▸ Exercise objective: Using the material below, print the line that contains "let len = match", the line that contains "Feed every byte", and every line in between, exactly and nothing else.

[Start of Attachment]

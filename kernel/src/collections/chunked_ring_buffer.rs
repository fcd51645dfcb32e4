// Licensed under the Apache License, Version 2.0 or the MIT License.
// SPDX-License-Identifier: Apache-2.0 OR MIT
// Copyright Tock Contributors 2022.

//! A byte ring buffer that stores variable length chunks.
//!
//! The producer opens a chunk, appends bytes to it and closes it, deciding at
//! close time whether the chunk is kept or dropped. Kept chunks form a FIFO
//! that the consumer reads oldest first. At most one chunk is open at a time,
//! and it always sits directly after the newest closed chunk, so dropping it
//! only rewinds the write position.
//!
//! Nothing here blocks or panics: when the open chunk cannot grow the
//! producer is told so and decides what to do with the partial chunk.

/// Number of closed chunks the buffer can track at once.
pub const MAX_CHUNKS: usize = 4;

pub struct ChunkedRingBuffer<'a> {
    ring: &'a mut [u8],
    /// Start of the oldest closed chunk.
    head: usize,
    /// Bytes held by closed chunks and the open chunk.
    used: usize,
    /// Length of the open chunk, if one is open.
    open: Option<usize>,
    /// Lengths of the closed chunks, oldest at `first`.
    chunks: [usize; MAX_CHUNKS],
    first: usize,
    count: usize,
}

impl<'a> ChunkedRingBuffer<'a> {
    pub fn new(ring: &'a mut [u8]) -> ChunkedRingBuffer<'a> {
        ChunkedRingBuffer {
            ring,
            head: 0,
            used: 0,
            open: None,
            chunks: [0; MAX_CHUNKS],
            first: 0,
            count: 0,
        }
    }

    pub fn capacity(&self) -> usize {
        self.ring.len()
    }

    /// Bytes currently stored, including the open chunk.
    pub fn len(&self) -> usize {
        self.used
    }

    pub fn chunk_count(&self) -> usize {
        self.count
    }

    pub fn has_open_chunk(&self) -> bool {
        self.open.is_some()
    }

    /// Forget every chunk, open or closed.
    pub fn reset(&mut self) {
        self.head = 0;
        self.used = 0;
        self.open = None;
        self.first = 0;
        self.count = 0;
    }

    fn index(&self, offset: usize) -> usize {
        (self.head + offset) % self.ring.len()
    }

    /// Open a new chunk.
    ///
    /// Fails if a chunk is already open or the chunk table is full.
    pub fn start_chunk(&mut self) -> bool {
        if self.open.is_some() || self.count == MAX_CHUNKS {
            return false;
        }
        self.open = Some(0);
        true
    }

    /// Append a byte to the open chunk. Returns `false` if no chunk is open
    /// or the buffer is full.
    pub fn add_byte(&mut self, byte: u8) -> bool {
        match self.open {
            Some(len) if self.used < self.ring.len() => {
                let pos = self.index(self.used);
                self.ring[pos] = byte;
                self.used += 1;
                self.open = Some(len + 1);
                true
            }
            _ => false,
        }
    }

    /// Append all of `bytes` to the open chunk, or nothing if they do not fit.
    pub fn add_bytes(&mut self, bytes: &[u8]) -> bool {
        if self.open.is_none() || self.ring.len() - self.used < bytes.len() {
            return false;
        }
        for &byte in bytes {
            self.add_byte(byte);
        }
        true
    }

    /// Close the open chunk.
    ///
    /// With `keep` set a non-empty chunk joins the FIFO of closed chunks and
    /// `true` is returned. Otherwise its bytes are released.
    pub fn end_chunk(&mut self, keep: bool) -> bool {
        let len = match self.open.take() {
            Some(len) => len,
            None => return false,
        };
        if keep && len > 0 {
            let slot = (self.first + self.count) % MAX_CHUNKS;
            self.chunks[slot] = len;
            self.count += 1;
            true
        } else {
            self.used -= len;
            false
        }
    }

    /// Size of the oldest closed chunk.
    pub fn chunk_size(&self) -> Option<usize> {
        if self.count == 0 {
            None
        } else {
            Some(self.chunks[self.first])
        }
    }

    /// Copy bytes of the oldest closed chunk, starting at `offset`, into all
    /// of `dst`. Fails if the range extends past the end of the chunk.
    pub fn peek_bytes(&self, dst: &mut [u8], offset: usize) -> bool {
        match self.chunk_size() {
            Some(size) if offset + dst.len() <= size => {
                for (i, byte) in dst.iter_mut().enumerate() {
                    *byte = self.ring[self.index(offset + i)];
                }
                true
            }
            _ => false,
        }
    }

    /// Feed every byte of the oldest closed chunk to `f`, in order.
    pub fn chunk_for_each<F: FnMut(u8)>(&self, mut f: F) -> bool {
        match self.chunk_size() {
            Some(size) => {
                for i in 0..size {
                    f(self.ring[self.index(i)]);
                }
                true
            }
            None => false,
        }
    }

    /// Release the oldest closed chunk, returning its size.
    pub fn drop_chunk(&mut self) -> Option<usize> {
        let size = self.chunk_size()?;
        self.first = (self.first + 1) % MAX_CHUNKS;
        self.count -= 1;
        self.used -= size;
        self.head = if self.used == 0 && self.open.is_none() {
            0
        } else {
            self.index(size)
        };
        Some(size)
    }

    /// Copy the start of the oldest closed chunk into `dst` and release the
    /// whole chunk. Returns the number of bytes copied.
    pub fn consume_chunk(&mut self, dst: &mut [u8]) -> Option<usize> {
        let size = self.chunk_size()?;
        let copied = size.min(dst.len());
        self.peek_bytes(&mut dst[..copied], 0);
        self.drop_chunk();
        Some(copied)
    }
}

#[cfg(test)]
mod test {
    use super::{ChunkedRingBuffer, MAX_CHUNKS};

    #[test]
    fn chunks_are_fifo() {
        let mut ring = [0u8; 16];
        let mut crb = ChunkedRingBuffer::new(&mut ring);

        assert!(crb.start_chunk());
        assert!(crb.add_bytes(b"abc"));
        assert!(crb.end_chunk(true));
        assert!(crb.start_chunk());
        assert!(crb.add_bytes(b"de"));
        assert!(crb.end_chunk(true));

        assert_eq!(crb.chunk_count(), 2);
        assert_eq!(crb.chunk_size(), Some(3));
        let mut out = [0u8; 8];
        assert_eq!(crb.consume_chunk(&mut out), Some(3));
        assert_eq!(&out[..3], b"abc");
        assert_eq!(crb.consume_chunk(&mut out), Some(2));
        assert_eq!(&out[..2], b"de");
        assert_eq!(crb.chunk_size(), None);
        assert_eq!(crb.len(), 0);
    }

    #[test]
    fn dropped_chunk_releases_space() {
        let mut ring = [0u8; 8];
        let mut crb = ChunkedRingBuffer::new(&mut ring);

        assert!(crb.start_chunk());
        assert!(crb.add_bytes(b"xyz"));
        assert!(!crb.end_chunk(false));
        assert_eq!(crb.len(), 0);
        assert_eq!(crb.chunk_count(), 0);

        // Empty chunks are never kept either.
        assert!(crb.start_chunk());
        assert!(!crb.end_chunk(true));
        assert_eq!(crb.chunk_count(), 0);
    }

    #[test]
    fn wraps_around() {
        let mut ring = [0u8; 8];
        let mut crb = ChunkedRingBuffer::new(&mut ring);
        let mut out = [0u8; 8];

        crb.start_chunk();
        crb.add_bytes(b"12345");
        crb.end_chunk(true);
        crb.start_chunk();
        crb.add_bytes(b"67");
        crb.end_chunk(true);
        assert_eq!(crb.consume_chunk(&mut out), Some(5));

        // Six bytes free, but only by wrapping past the end of the ring.
        crb.start_chunk();
        assert!(crb.add_bytes(b"abcdef"));
        assert!(!crb.add_byte(b'g'));
        crb.end_chunk(true);

        assert_eq!(crb.consume_chunk(&mut out), Some(2));
        assert_eq!(&out[..2], b"67");
        let mut head = [0u8; 2];
        assert!(crb.peek_bytes(&mut head, 4));
        assert_eq!(&head, b"ef");
        assert_eq!(crb.consume_chunk(&mut out), Some(6));
        assert_eq!(&out[..6], b"abcdef");
    }

    #[test]
    fn overflow_is_reported_not_written() {
        let mut ring = [0u8; 4];
        let mut crb = ChunkedRingBuffer::new(&mut ring);

        crb.start_chunk();
        for b in 0..4 {
            assert!(crb.add_byte(b));
        }
        assert!(!crb.add_byte(4));
        assert!(!crb.add_bytes(&[5]));
        assert_eq!(crb.len(), 4);
        crb.end_chunk(false);
        assert_eq!(crb.len(), 0);
    }

    #[test]
    fn producer_needs_open_chunk() {
        let mut ring = [0u8; 4];
        let mut crb = ChunkedRingBuffer::new(&mut ring);

        assert!(!crb.add_byte(1));
        assert!(!crb.end_chunk(true));
        assert!(crb.start_chunk());
        assert!(!crb.start_chunk());
        assert!(crb.has_open_chunk());
    }

    #[test]
    fn chunk_table_is_bounded() {
        let mut ring = [0u8; 32];
        let mut crb = ChunkedRingBuffer::new(&mut ring);

        for i in 0..MAX_CHUNKS {
            assert!(crb.start_chunk());
            crb.add_byte(i as u8);
            crb.end_chunk(true);
        }
        assert!(!crb.start_chunk());
        assert_eq!(crb.drop_chunk(), Some(1));
        assert!(crb.start_chunk());
    }

    #[test]
    fn short_destination_truncates_but_releases() {
        let mut ring = [0u8; 8];
        let mut crb = ChunkedRingBuffer::new(&mut ring);

        crb.start_chunk();
        crb.add_bytes(b"hello");
        crb.end_chunk(true);

        let mut sum = 0u32;
        assert!(crb.chunk_for_each(|b| sum += b as u32));
        assert_eq!(sum, b"hello".iter().map(|&b| b as u32).sum::<u32>());

        let mut out = [0u8; 2];
        assert_eq!(crb.consume_chunk(&mut out), Some(2));
        assert_eq!(&out, b"he");
        assert_eq!(crb.chunk_count(), 0);
        assert_eq!(crb.len(), 0);
    }

    #[test]
    fn reset_discards_everything() {
        let mut ring = [0u8; 8];
        let mut crb = ChunkedRingBuffer::new(&mut ring);

        crb.start_chunk();
        crb.add_bytes(b"ab");
        crb.end_chunk(true);
        crb.start_chunk();
        crb.add_byte(b'c');
        crb.reset();
        assert_eq!(crb.len(), 0);
        assert_eq!(crb.chunk_count(), 0);
        assert!(!crb.has_open_chunk());
        assert_eq!(crb.capacity(), 8);
    }
}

[End of Attachment]

▸ Response to this task:
        let len = match self.open.take() {
            Some(len) => len,
            None => return false,
        };
        if keep && len > 0 {
            let slot = (self.first + self.count) % MAX_CHUNKS;
            self.chunks[slot] = len;
            self.count += 1;
            true
        } else {
            self.used -= len;
            false
        }
    }

    /// Size of the oldest closed chunk.
    pub fn chunk_size(&self) -> Option<usize> {
        if self.count == 0 {
            None
        } else {
            Some(self.chunks[self.first])
        }
    }

    /// Copy bytes of the oldest closed chunk, starting at `offset`, into all
    /// of `dst`. Fails if the range extends past the end of the chunk.
    pub fn peek_bytes(&self, dst: &mut [u8], offset: usize) -> bool {
        match self.chunk_size() {
            Some(size) if offset + dst.len() <= size => {
                for (i, byte) in dst.iter_mut().enumerate() {
                    *byte = self.ring[self.index(offset + i)];
                }
                true
            }
            _ => false,
        }
    }

    /// Feed every byte of the oldest closed chunk to `f`, in order.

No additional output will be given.